- [Work required]: A faithful, complete copy of the entries is the sole expected answer.

- [Available records]:
● ● ● ● ● ● ●
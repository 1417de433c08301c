use serde::{Deserialize, Serialize};
use uuid::Uuid;

use crate::api::{MessageResponse, NotificationResponse};
use crate::models::ChatTarget;

/// Events sent over the WebSocket gateway.
#[derive(Debug, Clone, Serialize, Deserialize)]
#[serde(tag = "type", content = "data")]
pub enum GatewayEvent {
    /// Server confirms the session was accepted
    Ready { user_id: Uuid },

    /// A user came online or went offline
    PresenceUpdate { user_id: Uuid, online: bool },

    /// A direct or group chat message was stored
    MessageCreate { message: MessageResponse },

    /// A notification was created for the receiving user
    NotificationCreate { notification: NotificationResponse },

    /// Someone is typing in a chat the receiver is part of
    TypingStart { from_user_id: Uuid, target: ChatTarget },

    /// A command from this client was rejected
    Error { message: String },
}

/// Commands sent FROM client TO server over WebSocket.
#[derive(Debug, Clone, Serialize, Deserialize)]
#[serde(tag = "type", content = "data")]
pub enum GatewayCommand {
    /// Store and deliver a chat message
    SendMessage { target: ChatTarget, content: String },

    /// Indicate typing in a chat
    StartTyping { target: ChatTarget },
}

#[cfg(test)]
mod tests {
    use super::*;

    #[test]
    fn command_wire_format() {
        let id = Uuid::new_v4();
        let raw = format!(
            r#"{{"type":"SendMessage",
                 "data":{{"target":{{"kind":"user","id":"{id}"}},"content":"hi"}}}}"#
        );

        match serde_json::from_str::<GatewayCommand>(&raw).unwrap() {
            GatewayCommand::SendMessage { target, content } => {
                assert_eq!(target, ChatTarget::User(id));
                assert_eq!(content, "hi");
            }
            other => panic!("unexpected command: {other:?}"),
        }
    }

    #[test]
    fn event_is_tagged_with_type() {
        let user_id = Uuid::new_v4();
        let event = GatewayEvent::PresenceUpdate {
            user_id,
            online: true,
        };
        let json = serde_json::to_value(event).unwrap();
        assert_eq!(json["type"], "PresenceUpdate");
        assert_eq!(json["data"]["online"], true);
    }
}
● ● ● ● ● ● ●
- [Your solution]:
repository 1417de433c08301c
use serde::{Deserialize, Serialize};
use uuid::Uuid;

use crate::api::{MessageResponse, NotificationResponse};
use crate::models::ChatTarget;

/// Events sent over the WebSocket gateway.
#[derive(Debug, Clone, Serialize, Deserialize)]
#[serde(tag = "type", content = "data")]
pub enum GatewayEvent {
    /// Server confirms the session was accepted
    Ready { user_id: Uuid },

    /// A user came online or went offline
    PresenceUpdate { user_id: Uuid, online: bool },

    /// A direct or group chat message was stored
    MessageCreate { message: MessageResponse },

    /// A notification was created for the receiving user
    NotificationCreate { notification: NotificationResponse },

    /// Someone is typing in a chat the receiver is part of
    TypingStart { from_user_id: Uuid, target: ChatTarget },

    /// A command from this client was rejected
    Error { message: String },
}

/// Commands sent FROM client TO server over WebSocket.
#[derive(Debug, Clone, Serialize, Deserialize)]
#[serde(tag = "type", content = "data")]
pub enum GatewayCommand {
    /// Store and deliver a chat message
    SendMessage { target: ChatTarget, content: String },

    /// Indicate typing in a chat
    StartTyping { target: ChatTarget },
}

#[cfg(test)]
mod tests {
    use super::*;

    #[test]
    fn command_wire_format() {
        let id = Uuid::new_v4();
        let raw = format!(
            r#"{{"type":"SendMessage",
                 "data":{{"target":{{"kind":"user","id":"{id}"}},"content":"hi"}}}}"#
        );

        match serde_json::from_str::<GatewayCommand>(&raw).unwrap() {
            GatewayCommand::SendMessage { target, content } => {
                assert_eq!(target, ChatTarget::User(id));
                assert_eq!(content, "hi");
            }
            other => panic!("unexpected command: {other:?}"),
        }
    }

    #[test]
    fn event_is_tagged_with_type() {
        let user_id = Uuid::new_v4();
        let event = GatewayEvent::PresenceUpdate {
            user_id,
            online: true,
        };
        let json = serde_json::to_value(event).unwrap();
        assert_eq!(json["type"], "PresenceUpdate");
        assert_eq!(json["data"]["online"], true);
    }
}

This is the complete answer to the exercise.